In this embodiment, the 15-5PH stainless steel raw material is 15-5PH stainless steel powder, the particle size of the 15-5PH stainless steel powder can be controlled in the range of 50-150 μm by powder making process, sieving, etc., the aluminum raw material is aluminum powder, the average particle size of the aluminum powder is in the range of 60-70 μm, and the particle size of the aluminum powder should be controlled in the particle size range required by the additive manufacturing raw material powder.

Specifically, determining the weighing amount of 15-5PH stainless steel powder and the weighing amount of aluminum powder according to the preset mass fraction of 15-5PH stainless steel, the mass fraction of aluminum element and the actual required total amount of additive manufacturing raw material powder, respectively weighing 15-5PH stainless steel powder and aluminum powder according to the weighing amount of 15-5PH stainless steel powder and the weighing amount of aluminum powder, and adding the 15-5PH stainless steel powder and the aluminum powder into three-dimensional motion mixing equipment for mixing to obtain the additive manufacturing raw material powder.

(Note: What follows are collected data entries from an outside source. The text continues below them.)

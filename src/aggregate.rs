//! Aggregators: the master↔vertex control channel.
//!
//! Two flavors live on the [`Board`]. Summed counters are additive monoids
//! with identity zero, written by vertices during a superstep and reset at
//! every barrier; the master reads in superstep S+1 the fully-reduced value
//! from S. Broadcast registers are last-writer-wins, written only by the
//! master between barriers and readable by every vertex starting the next
//! superstep.

use serde::{Deserialize, Serialize};

use crate::phase::Phase;
use crate::state::{Color, State};

/// The summed counters a vertex can contribute to.
#[derive(Debug, Clone, Copy, PartialEq, Eq, Hash)]
pub enum Counter {
    /// Vertices still undecided.
    Unknown,
    /// Vertices with a pending lottery bid.
    TentativelyInSet,
    /// Vertices ruled out of this cycle's set.
    NotInSet,
    /// Confirmed set members awaiting their color.
    InSet,
    /// Vertices colored this superstep.
    Colored,
}

impl From<State> for Counter {
    fn from(state: State) -> Counter {
        match state {
            State::Unknown => Counter::Unknown,
            State::TentativelyInSet => Counter::TentativelyInSet,
            State::InSet => Counter::InSet,
            State::NotInSet => Counter::NotInSet,
        }
    }
}

/// One superstep's worth of reduced counter values.
#[derive(Serialize, Deserialize, Debug, Clone, Default, PartialEq, Eq)]
pub struct Totals {
    /// Vertices that ended the superstep undecided.
    pub unknown: u64,
    /// Vertices that ended the superstep with a pending bid.
    pub tentatively_in_set: u64,
    /// Vertices ruled out of this cycle's set.
    pub not_in_set: u64,
    /// Confirmed set members awaiting their color.
    pub in_set: u64,
    /// Vertices colored this superstep.
    pub colored: u64,
}

impl Totals {
    /// Adds one to the named counter.
    pub fn tally(&mut self, counter: Counter) {
        match counter {
            Counter::Unknown => self.unknown += 1,
            Counter::TentativelyInSet => self.tentatively_in_set += 1,
            Counter::NotInSet => self.not_in_set += 1,
            Counter::InSet => self.in_set += 1,
            Counter::Colored => self.colored += 1,
        }
    }

    /// The number of still-active (uncolored) vertices counted this
    /// superstep.
    pub fn active(&self) -> u64 {
        self.unknown + self.tentatively_in_set + self.not_in_set + self.in_set
    }
}

/// The shared aggregator board.
///
/// Vertices tally into the working half during a superstep; the barrier
/// publishes it and resets the working half to the monoid identity. The
/// broadcast registers persist until the master rewrites them.
#[derive(Debug, Clone)]
pub struct Board {
    working: Totals,
    published: Totals,
    phase: Phase,
    color_to_assign: Color,
    first_cycle_complete: bool,
    num_vertices: u64,
    num_edges: u64,
}

impl Board {
    /// A board for a graph of the given size, in the `Start` phase.
    pub fn new(num_vertices: u64, num_edges: u64) -> Self {
        Board {
            working: Totals::default(),
            published: Totals::default(),
            phase: Phase::Start,
            color_to_assign: Color(0),
            first_cycle_complete: false,
            num_vertices,
            num_edges,
        }
    }

    /// Adds one to a counter for the current superstep.
    pub fn tally(&mut self, counter: Counter) {
        self.working.tally(counter);
    }

    /// The barrier: publishes the current superstep's sums and resets the
    /// working half.
    pub fn publish(&mut self) -> &Totals {
        self.published = std::mem::take(&mut self.working);
        &self.published
    }

    /// The fully-reduced totals from the previous superstep.
    pub fn published(&self) -> &Totals {
        &self.published
    }

    /// The current phase register.
    pub fn phase(&self) -> Phase {
        self.phase
    }

    /// Writes the phase register. Master only.
    pub fn set_phase(&mut self, phase: Phase) {
        self.phase = phase;
    }

    /// The color the current cycle will assign.
    pub fn color_to_assign(&self) -> Color {
        self.color_to_assign
    }

    /// Writes the color register. Master only.
    pub fn set_color_to_assign(&mut self, color: Color) {
        self.color_to_assign = color;
    }

    /// Whether at least one color assignment superstep has completed.
    pub fn first_cycle_complete(&self) -> bool {
        self.first_cycle_complete
    }

    /// Raises the first-cycle flag. Master only.
    pub fn set_first_cycle_complete(&mut self) {
        self.first_cycle_complete = true;
    }

    /// Number of vertices in the graph; set once at initialization.
    pub fn num_vertices(&self) -> u64 {
        self.num_vertices
    }

    /// Number of edges in the graph; set once at initialization.
    pub fn num_edges(&self) -> u64 {
        self.num_edges
    }
}
impl<M: DescriptorMatcher> EpipolarMatcher<M> {
    /// Create a matcher around a descriptor engine and the feature-pyramid
    /// scale table.
    pub fn new(engine: M, pyramid: ScalePyramid) -> Self {
        Self {
            engine,
            pyramid,
            sink: None,
        }
    }

    /// Attach a diagnostics sink receiving match-count and inlier-ratio
    /// measurements.
    pub fn with_diagnostics(mut self, sink: Box<dyn MeasurementSink>) -> Self {
        self.sink = Some(sink);
        self
    }

    /// Match two frames whose relative pose is known well enough to derive a
    /// fundamental matrix.
    ///
    /// Frame 1 is the reference, frame 2 the query. Output order follows the
    /// descriptor engine's emission order; one frame-1 keypoint may appear in
    /// matches of several frame-2 queries, which is left to downstream
    /// consumers to police.
    pub fn match_for_initialization(
        &self,
        frame1: &Frame,
        frame2: &Frame,
    ) -> Result<Vec<FeaturePair>, MatchError> {
        self.check_octaves(frame1)?;
        self.check_octaves(frame2)?;

        let t21 = frame1.relative_pose_to(frame2);
        let f12 = fundamental_from_relative_pose(&frame1.intrinsics, &frame2.intrinsics, &t21);

        let candidates = self.epipolar_candidates(frame1, frame2, &f12)?;
        let mask =
            MatchMask::from_candidate_map(frame2.num_keypoints(), frame1.num_keypoints(), &candidates)?;

        let raw = self
            .engine
            .match_descriptors(frame2.descriptors(), frame1.descriptors(), Some(&mask));

        // Re-check every raw match against the epipolar constraint: the
        // engine is not trusted to have honored the mask.
        let mut pairs = Vec::with_capacity(raw.len());
        for m in &raw {
            let kp1 = frame1.keypoint(m.train_idx)?;
            let kp2 = frame2.keypoint(m.query_idx)?;
            let line = epipolar_line(&f12, &kp1.point());
            if self.within_epipolar_tolerance(&line, kp2)? {
                pairs.push(FeaturePair {
                    index1: m.train_idx,
                    point1: kp1.point(),
                    index2: m.query_idx,
                    point2: kp2.point(),
                });
            }
        }

        debug!(
            "initialization match: {} candidates keys, {} raw, {} validated",
            candidates.len(),
            raw.len(),
            pairs.len()
        );
        self.report("initialization.raw_matches", raw.len() as f64);
        self.report("initialization.feature_pairs", pairs.len() as f64);

        Ok(pairs)
    }

    /// Per-keypoint epipolar candidate sets under a fundamental matrix.
    ///
    /// For each frame-1 keypoint, its epipolar line in frame 2 is tested
    /// against the visible rectangle (coarse prune) and every frame-2
    /// keypoint against the scale-aware distance tolerance. Keypoints with no
    /// surviving candidates contribute no map entry.
    pub fn epipolar_candidates(
        &self,
        frame1: &Frame,
        frame2: &Frame,
        f12: &Matrix3<f64>,
    ) -> Result<BTreeMap<usize, BTreeSet<usize>>, MatchError> {
        let width = frame2.intrinsics.width as f64;
        let height = frame2.intrinsics.height as f64;

        let mut map = BTreeMap::new();
        for (i1, kp1) in frame1.keypoints().iter().enumerate() {
            let line = epipolar_line(f12, &kp1.point());

            if !line_crosses_rect(&line, width, height) {
                continue;
            }

            let mut targets = BTreeSet::new();
            for (i2, kp2) in frame2.keypoints().iter().enumerate() {
                if self.within_epipolar_tolerance(&line, kp2)? {
                    targets.insert(i2);
                }
            }

            if !targets.is_empty() {
                map.insert(i1, targets);
            }
        }
        Ok(map)
    }

    /// Match two frames without a usable pose prior.
    ///
    /// Runs the descriptor engine unmasked, keeps the matches consistent with
    /// the prior-derived fundamental matrix, and refits F from those inliers
    /// with the given robust estimator.
    ///
    /// **This operation is explicitly partial.** It stops after the refit: it
    /// does not re-run masked matching under the refined matrix, does not
    /// decompose it into a relative pose, and does not emit a final validated
    /// correspondence list. Callers get the inlier pairs and the refined
    /// matrix to take further themselves. Too few epipolar-consistent
    /// correspondences surface as
    /// [`MatchError::InsufficientCorrespondences`] rather than an empty
    /// result.
    pub fn match_unconstrained<E: FundamentalEstimator>(
        &self,
        frame1: &Frame,
        frame2: &Frame,
        estimator: &E,
    ) -> Result<FundamentalRefinement, MatchError> {
        self.check_octaves(frame1)?;
        self.check_octaves(frame2)?;

        let t21 = frame1.relative_pose_to(frame2);
        let f12 = fundamental_from_relative_pose(&frame1.intrinsics, &frame2.intrinsics, &t21);

        let raw = self
            .engine
            .match_descriptors(frame2.descriptors(), frame1.descriptors(), None);

        let mut inlier_pairs = Vec::new();
        for m in &raw {
            let kp1 = frame1.keypoint(m.train_idx)?;
            let kp2 = frame2.keypoint(m.query_idx)?;
            let line = epipolar_line(&f12, &kp1.point());
            if self.within_epipolar_tolerance(&line, kp2)? {
                inlier_pairs.push(FeaturePair {
                    index1: m.train_idx,
                    point1: kp1.point(),
                    index2: m.query_idx,
                    point2: kp2.point(),
                });
            }
        }

        self.report("unconstrained.raw_matches", raw.len() as f64);
        self.report("unconstrained.epipolar_inliers", inlier_pairs.len() as f64);
        if !raw.is_empty() {
            self.report(
                "unconstrained.inlier_ratio",
                inlier_pairs.len() as f64 / raw.len() as f64,
            );
        }

        if inlier_pairs.len() < MIN_REFINE_CORRESPONDENCES {
            return Err(MatchError::InsufficientCorrespondences {
                needed: MIN_REFINE_CORRESPONDENCES,
                got: inlier_pairs.len(),
            });
        }

        let points1: Vec<Point2<f64>> = inlier_pairs.iter().map(|p| p.point1).collect();
        let points2: Vec<Point2<f64>> = inlier_pairs.iter().map(|p| p.point2).collect();
        let refined_f12 = estimator.estimate(&points1, &points2)?;

        debug!(
            "unconstrained match: {} raw, {} inliers, F refit done",
            raw.len(),
            inlier_pairs.len()
        );

        Ok(FundamentalRefinement {
            inlier_pairs,
            refined_f12,
        })
    }

    /// Scale-aware epipolar acceptance: the keypoint's distance to the line
    /// must stay within `3.84 * scale_factor[octave]`.
    pub fn within_epipolar_tolerance(
        &self,
        line: &Line2,
        kp: &KeyPoint,
    ) -> Result<bool, MatchError> {
        let factor = self
            .pyramid
            .factor(kp.octave)
            .ok_or(MatchError::OctaveOutOfRange {
                octave: kp.octave,
                levels: self.pyramid.levels(),
            })?;
        Ok(line.distance(&kp.point()) <= EPIPOLAR_CHI2_THRESHOLD * factor)
    }

    fn check_octaves(&self, frame: &Frame) -> Result<(), MatchError> {
        for kp in frame.keypoints() {
            if kp.octave >= self.pyramid.levels() {
                return Err(MatchError::OctaveOutOfRange {
                    octave: kp.octave,
                    levels: self.pyramid.levels(),
                });
            }
        }
        Ok(())
    }

    fn report(&self, key: &str, value: f64) {
        if let Some(sink) = &self.sink {
            sink.report(key, value);
        }
    }
}
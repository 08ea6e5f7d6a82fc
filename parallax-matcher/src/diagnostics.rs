//! Measurement reporting toward an external diagnostics collaborator
//!
//! The health-monitoring subsystem samples named numeric measurements
//! against its own thresholds and publishes aggregated status records; none
//! of that lives here. The matching core's only obligation is to hand over
//! measurements by key, which this narrow sink interface captures.

use log::debug;

/// Consumer of named numeric measurements (match counts, inlier ratios).
///
/// Reporting never affects matching correctness; sinks must not fail.
pub trait MeasurementSink {
    fn report(&self, key: &str, value: f64);
}

/// Sink that routes measurements to the log facade at debug level.
#[derive(Debug, Clone, Copy, Default)]
pub struct LogSink;

impl MeasurementSink for LogSink {
    fn report(&self, key: &str, value: f64) {
        debug!("measurement {} = {}", key, value);
    }
}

Step S20, melting the additive manufacturing raw material powder through laser heating, depositing the additive manufacturing raw material powder on a preset substrate, controlling a micro-forging head to move along with the laser, and performing micro-forging treatment to obtain a part;

in this embodiment, it should be noted that the laser heating and melting process in this embodiment is completed by a synchronous laser melting and depositing device, where the laser melting and depositing device includes a laser and a powder feeding mechanism, and the micro forging head may be a component structure of the laser melting and depositing device and controlled by the laser melting and depositing device, or may be an independent device and controlled by a mechanical arm, a robot, and/or an electronic device connected to the micro forging head.

In a practical manner, the laser melting deposition apparatus may further include a protective gas delivery mechanism for blowing a protective gas into the molten pool to form a protective atmosphere to prevent oxidation of the surface of the molten pool during the laser heating melting process, wherein the protective gas may be argon or the like.

Specifically, the additive manufacturing raw material powder is added into a powder feeding tank, the powder feeding mechanism is connected with the powder feeding tank, a cladding head of the laser cladding device is controlled to convey the additive manufacturing raw material powder in the powder feeding tank to the front end of the cladding head based on a preset deposition path, a laser beam emitted by the laser is synchronously irradiated and melted on the additive manufacturing raw material powder conveyed to the front end of the cladding head, and meanwhile, a micro forging head is controlled to be delayed for a preset delay time or delayed for a preset interval distance and is moved along the same deposition path along with the laser, it is easily understood that the laser beam and the cladding head are synchronously moved, so that the laser beam and the cladding head are moved along with the laser, the micro forging processing is performed on the material which is not completely solidified after the laser melting and depositing, parts are obtained after the micro forging processing, wherein the micro forging head is a part which is in contact with the material to be micro forged during the micro forging processing, the preset delay time and the preset interval distance are such that the micro forging processing is performed on the part which is in contact with the material to be micro forged, the micro forging head, the contact with the solidification of the melting and the solidification of the material to be solidified, the part, the micro forging head is not controlled to be closer, and the temperature of the micro forging head is set according to the preset temperature, the distance of the micro forging head is set by the micro forging head is higher the distance.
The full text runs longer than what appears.